From New York Times best-selling historian H. W. Brands comes the riveting story of how, in 19th-century America, a new set of political giants battled to complete the unfinished work of the Founding Fathers and decide the future of our democracy

In the early 1800s, three young men strode onto the national stage, elected to Congress at a moment when the Founding Fathers were beginning to retire to their farms. Daniel Webster of Massachusetts, a champion orator known for his eloquence, spoke for the North and its business class. Henry Clay of Kentucky, as dashing as he was ambitious, embodied the hopes of the rising West. South Carolina's John Calhoun, with piercing eyes and an even more piercing intellect, defended the South and slavery.

Together these heirs of Washington, Jefferson, and Adams took the country to war, battled one another for the presidency, and set themselves the task of finishing the work the Founders had left undone. Their rise was marked by dramatic duels, fierce debates, scandal, and political betrayal. Yet each in his own way sought to remedy the two glaring flaws in the Constitution: its refusal to specify where authority ultimately rested, with the states or the nation, and its unwillingness to address the essential incompatibility of republicanism and slavery.

They wrestled with these issues for four decades, arguing bitterly and hammering out political compromises that held the Union together, but only just. Then, in 1850, when California moved to join the Union as a free state, "the immortal trio" had one last chance to save the country from the real risk of civil war.

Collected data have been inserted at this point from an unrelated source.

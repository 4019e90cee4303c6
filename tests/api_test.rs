//! Router-level tests for the registry HTTP API.

use axum::{
    body::Body,
    http::{Request, StatusCode},
    Router,
};
use http_body_util::BodyExt;
use license_registry::config::Settings;
use license_registry::RegistryServer;
use serde_json::{json, Value};
use tower::ServiceExt;

// ---------------------------------------------------------------------------
// Shared helpers
// ---------------------------------------------------------------------------

fn test_router() -> Router {
    RegistryServer::new(Settings::default())
        .expect("server")
        .router()
}

async fn send(router: &Router, request: Request<Body>) -> axum::response::Response {
    router.clone().oneshot(request).await.expect("oneshot failed")
}

async fn get(router: &Router, path: &str) -> axum::response::Response {
    let req = Request::builder()
        .method("GET")
        .uri(path)
        .body(Body::empty())
        .expect("failed to build request");
    send(router, req).await
}

async fn post_json(router: &Router, path: &str, body: Value) -> axum::response::Response {
    let req = Request::builder()
        .method("POST")
        .uri(path)
        .header("content-type", "application/json")
        .body(Body::from(body.to_string()))
        .expect("failed to build request");
    send(router, req).await
}

async fn body_json(resp: axum::response::Response) -> Value {
    let bytes = resp.into_body().collect().await.expect("body").to_bytes();
    serde_json::from_slice(&bytes).expect("body is not valid JSON")
}

async fn body_text(resp: axum::response::Response) -> String {
    let bytes = resp.into_body().collect().await.expect("body").to_bytes();
    String::from_utf8(bytes.to_vec()).expect("utf8 body")
}

async fn register(router: &Router, device_id: &str, license: &str) {
    let resp = post_json(
        router,
        "/api/devices/register",
        json!({
            "device_id": device_id,
            "license_code": license,
            "public_ip": "10.1.1.1",
            "tcp_port": 7400
        }),
    )
    .await;
    assert_eq!(resp.status(), StatusCode::OK);
}

// ---------------------------------------------------------------------------
// Health and stats
// ---------------------------------------------------------------------------

#[tokio::test]
async fn test_health_returns_status() {
    let router = test_router();
    let resp = get(&router, "/api/health").await;
    assert_eq!(resp.status(), StatusCode::OK);

    let body = body_json(resp).await;
    assert_eq!(body["status"], "healthy");
    assert_eq!(body["service"], "license-registry");
    assert!(body["timestamp"].as_i64().unwrap() > 0);
}

#[tokio::test]
async fn test_health_wrong_method_is_405() {
    let router = test_router();
    let resp = post_json(&router, "/api/health", json!({})).await;
    assert_eq!(resp.status(), StatusCode::METHOD_NOT_ALLOWED);
    assert_eq!(body_text(resp).await, "Method not allowed");
}

#[tokio::test]
async fn test_head_is_405_on_get_routes() {
    let router = test_router();
    register(&router, "dev-a", "L1").await;

    for path in ["/api/health", "/api/stats", "/api/licenses/L1/holder", "/metrics"] {
        let req = Request::builder()
            .method("HEAD")
            .uri(path)
            .body(Body::empty())
            .unwrap();
        let resp = send(&router, req).await;
        assert_eq!(resp.status(), StatusCode::METHOD_NOT_ALLOWED, "HEAD {path}");
    }
}

#[tokio::test]
async fn test_security_headers_present() {
    let router = test_router();
    let resp = get(&router, "/api/health").await;
    let headers = resp.headers();
    assert_eq!(headers["x-frame-options"], "DENY");
    assert_eq!(headers["x-content-type-options"], "nosniff");
    assert_eq!(headers["x-xss-protection"], "1; mode=block");
}

#[tokio::test]
async fn test_security_headers_on_errors() {
    let router = test_router();
    let resp = get(&router, "/api/licenses/NOPE/holder").await;
    assert_eq!(resp.status(), StatusCode::NOT_FOUND);
    assert_eq!(resp.headers()["x-frame-options"], "DENY");
}

#[tokio::test]
async fn test_stats_reflect_registrations() {
    let router = test_router();
    register(&router, "dev-a", "L1").await;
    register(&router, "dev-b", "L1").await;

    let resp = get(&router, "/api/stats").await;
    assert_eq!(resp.status(), StatusCode::OK);
    let stats = body_json(resp).await;
    assert_eq!(stats["total_devices"], 2);
    assert_eq!(stats["total_licenses"], 1);
    assert_eq!(stats["registrations"], 2);
}

#[tokio::test]
async fn test_stats_wrong_method_is_405() {
    let router = test_router();
    let resp = post_json(&router, "/api/stats", json!({})).await;
    assert_eq!(resp.status(), StatusCode::METHOD_NOT_ALLOWED);
}

// ---------------------------------------------------------------------------
// Registration and heartbeat
// ---------------------------------------------------------------------------

#[tokio::test]
async fn test_register_returns_device_id() {
    let router = test_router();
    let resp = post_json(
        &router,
        "/api/devices/register",
        json!({"device_id": "dev-a", "license_code": "L1", "tcp_port": 7400}),
    )
    .await;
    assert_eq!(resp.status(), StatusCode::OK);

    let body = body_json(resp).await;
    assert_eq!(body["success"], true);
    assert_eq!(body["message"], "Device registered successfully");
    assert_eq!(body["device_id"], "dev-a");
}

#[tokio::test]
async fn test_register_rejects_malformed_body() {
    let router = test_router();
    let req = Request::builder()
        .method("POST")
        .uri("/api/devices/register")
        .header("content-type", "application/json")
        .body(Body::from("{not json"))
        .unwrap();
    let resp = send(&router, req).await;
    assert_eq!(resp.status(), StatusCode::BAD_REQUEST);
    assert_eq!(body_text(resp).await, "Invalid request body");
}

#[tokio::test]
async fn test_register_rejects_unknown_fields() {
    let router = test_router();
    let resp = post_json(
        &router,
        "/api/devices/register",
        json!({"device_id": "dev-a", "license_code": "L1", "tcp_port": 7400, "role": "admin"}),
    )
    .await;
    assert_eq!(resp.status(), StatusCode::BAD_REQUEST);

    // Nothing was stored
    let stats = body_json(get(&router, "/api/stats").await).await;
    assert_eq!(stats["total_devices"], 0);
}

#[tokio::test]
async fn test_register_rejects_empty_ids() {
    let router = test_router();
    let resp = post_json(
        &router,
        "/api/devices/register",
        json!({"device_id": "", "license_code": "L1", "tcp_port": 7400}),
    )
    .await;
    assert_eq!(resp.status(), StatusCode::BAD_REQUEST);
}

#[tokio::test]
async fn test_register_wrong_method_is_405() {
    let router = test_router();
    let resp = get(&router, "/api/devices/register").await;
    assert_eq!(resp.status(), StatusCode::METHOD_NOT_ALLOWED);
}

#[tokio::test]
async fn test_heartbeat_known_and_unknown() {
    let router = test_router();
    register(&router, "dev-a", "L1").await;

    let resp = post_json(&router, "/api/devices/heartbeat", json!({"device_id": "dev-a"})).await;
    assert_eq!(resp.status(), StatusCode::OK);
    assert_eq!(body_json(resp).await["success"], true);

    let resp = post_json(&router, "/api/devices/heartbeat", json!({"device_id": "ghost"})).await;
    assert_eq!(resp.status(), StatusCode::OK);
    assert_eq!(body_json(resp).await["success"], false);

    let stats = body_json(get(&router, "/api/stats").await).await;
    assert_eq!(stats["total_devices"], 1);
    assert_eq!(stats["heartbeats"], 1);
}

#[tokio::test]
async fn test_heartbeat_bad_body_is_400() {
    let router = test_router();
    let resp = post_json(&router, "/api/devices/heartbeat", json!({"id": 5})).await;
    assert_eq!(resp.status(), StatusCode::BAD_REQUEST);
}

// ---------------------------------------------------------------------------
// License holder lookup
// ---------------------------------------------------------------------------

#[tokio::test]
async fn test_license_holder_returns_device_with_cache_header() {
    let router = test_router();
    register(&router, "dev-a", "L1").await;

    let resp = get(&router, "/api/licenses/L1/holder").await;
    assert_eq!(resp.status(), StatusCode::OK);
    assert_eq!(resp.headers()["cache-control"], "public, max-age=10");

    let device = body_json(resp).await;
    assert_eq!(device["device_id"], "dev-a");
    assert_eq!(device["license_code"], "L1");
    assert_eq!(device["public_ip"], "10.1.1.1");
    assert_eq!(device["tcp_port"], 7400);
    assert!(device["last_seen"].is_string());
}

#[tokio::test]
async fn test_license_holder_last_registration_wins() {
    let router = test_router();
    register(&router, "dev-a", "L1").await;
    register(&router, "dev-b", "L1").await;

    let device = body_json(get(&router, "/api/licenses/L1/holder").await).await;
    assert_eq!(device["device_id"], "dev-b");
}

#[tokio::test]
async fn test_license_holder_unknown_is_404() {
    let router = test_router();
    let resp = get(&router, "/api/licenses/NOPE/holder").await;
    assert_eq!(resp.status(), StatusCode::NOT_FOUND);
    assert_eq!(body_text(resp).await, "License not found");
}

#[tokio::test]
async fn test_license_holder_wrong_method_is_405() {
    let router = test_router();
    let resp = post_json(&router, "/api/licenses/L1/holder", json!({})).await;
    assert_eq!(resp.status(), StatusCode::METHOD_NOT_ALLOWED);
}

// ---------------------------------------------------------------------------
// Token transfer
// ---------------------------------------------------------------------------

fn transfer_body(from: &str, to: &str, license: &str) -> Value {
    json!({
        "token_id": "tok-0000000000000001",
        "from_device": from,
        "to_device": to,
        "license_code": license
    })
}

#[tokio::test]
async fn test_transfer_success_moves_holder() {
    let router = test_router();
    register(&router, "dev-a", "L1").await;
    register(&router, "dev-b", "L2").await;

    let resp = post_json(
        &router,
        "/api/tokens/transfer",
        transfer_body("dev-a", "dev-b", "L1"),
    )
    .await;
    assert_eq!(resp.status(), StatusCode::OK);
    let body = body_json(resp).await;
    assert_eq!(body["success"], true);
    assert_eq!(body["message"], "Transfer request recorded");

    let holder = body_json(get(&router, "/api/licenses/L1/holder").await).await;
    assert_eq!(holder["device_id"], "dev-b");
}

#[tokio::test]
async fn test_transfer_from_non_holder_is_500_with_reason() {
    let router = test_router();
    register(&router, "A", "L1").await;
    register(&router, "B", "L1").await;

    let resp = post_json(&router, "/api/tokens/transfer", transfer_body("A", "B", "L1")).await;
    assert_eq!(resp.status(), StatusCode::INTERNAL_SERVER_ERROR);
    assert_eq!(
        body_text(resp).await,
        "device A does not hold license L1 (current holder: B)"
    );
}

#[tokio::test]
async fn test_transfer_to_unregistered_target_keeps_holder() {
    let router = test_router();
    register(&router, "B", "L1").await;

    let resp = post_json(&router, "/api/tokens/transfer", transfer_body("B", "C", "L1")).await;
    assert_eq!(resp.status(), StatusCode::INTERNAL_SERVER_ERROR);
    assert_eq!(body_text(resp).await, "target device not registered: C");

    let holder = body_json(get(&router, "/api/licenses/L1/holder").await).await;
    assert_eq!(holder["device_id"], "B");
}

#[tokio::test]
async fn test_transfer_token_data_checked_against_license() {
    let router = test_router();
    register(&router, "A", "L1").await;
    register(&router, "B", "L2").await;

    let mut body = transfer_body("A", "B", "L1");
    body["token_data"] = json!(r#"{"license_code":"L9","signature":"..."}"#);
    let resp = post_json(&router, "/api/tokens/transfer", body).await;
    assert_eq!(resp.status(), StatusCode::INTERNAL_SERVER_ERROR);
    assert_eq!(
        body_text(resp).await,
        "token validation failed: token license code mismatch"
    );

    let mut body = transfer_body("A", "B", "L1");
    body["token_data"] = json!(r#"{"license_code":"L1","signature":"..."}"#);
    let resp = post_json(&router, "/api/tokens/transfer", body).await;
    assert_eq!(resp.status(), StatusCode::OK);
}

#[tokio::test]
async fn test_transfer_missing_fields_is_400() {
    let router = test_router();
    let resp = post_json(&router, "/api/tokens/transfer", json!({"token_id": "t"})).await;
    assert_eq!(resp.status(), StatusCode::BAD_REQUEST);
}

#[tokio::test]
async fn test_transfer_wrong_method_is_405() {
    let router = test_router();
    let resp = get(&router, "/api/tokens/transfer").await;
    assert_eq!(resp.status(), StatusCode::METHOD_NOT_ALLOWED);
}

// ---------------------------------------------------------------------------
// Metrics and unknown routes
// ---------------------------------------------------------------------------

#[tokio::test]
async fn test_metrics_endpoint_exposes_counters() {
    let router = test_router();
    register(&router, "A", "L1").await;
    let _ = post_json(&router, "/api/tokens/transfer", transfer_body("A", "Z", "L1")).await;

    let resp = get(&router, "/metrics").await;
    assert_eq!(resp.status(), StatusCode::OK);
    let text = body_text(resp).await;
    assert!(text.contains("license_registry_devices 1"));
    assert!(text.contains(
        r#"license_registry_transfers_total{outcome="target_not_registered"} 1"#
    ));
    assert!(text.contains(r#"route="/api/devices/register""#));
}

#[tokio::test]
async fn test_unknown_route_is_404() {
    let router = test_router();
    let resp = get(&router, "/api/nonexistent").await;
    assert_eq!(resp.status(), StatusCode::NOT_FOUND);
}

// ---------------------------------------------------------------------------
// Request deadline
// ---------------------------------------------------------------------------

/// A body that never arrives is cut off at the 5 s deadline with 408, and
/// the response still carries the security headers.
#[tokio::test(start_paused = true)]
async fn test_stalled_body_hits_request_deadline() {
    let server = RegistryServer::new(Settings::default()).unwrap();
    let router = server.router();

    let stalled = futures::stream::pending::<Result<Vec<u8>, std::io::Error>>();
    let req = Request::builder()
        .method("POST")
        .uri("/api/devices/register")
        .header("content-type", "application/json")
        .body(Body::from_stream(stalled))
        .unwrap();

    let started = tokio::time::Instant::now();
    let resp = send(&router, req).await;
    assert_eq!(resp.status(), StatusCode::REQUEST_TIMEOUT);
    assert_eq!(resp.headers()["x-frame-options"], "DENY");
    assert!(started.elapsed() >= std::time::Duration::from_secs(5));
    assert_eq!(server.service().stats().total_devices, 0);
}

But by that point, they had never been further apart.

Thrillingly and authoritatively, H. W. Brands narrates an epic American rivalry and the little-known drama of the dangerous early years of our democracy.

©2018 H. W. Brands (P)2018 Random House Audio

Critic reviews

“Lively and learned... Brands has produced a narrative that pulsates vigorously... The three senators wear themselves out and all but die on the job, their respective causes still unresolved, their long public service having earned them fame, but not the political prize for which they most lusted: the presidency (though not for want of trying).” (Harold Holzer, Wall Street Journal)

“A historical spellbinder... A lively, vivid, and thoroughly researched account of a time when discord gripped the nation and wouldn’t let go.” (David Holahan, Christian Science Monitor)

“Brands’s easy prose and superior, simple organization makes this work an engrossing, entertaining, and educating read on issues important then that echo today in the modern debate on the limits of federal government power.” (Robert Davis, New York Journal of Books)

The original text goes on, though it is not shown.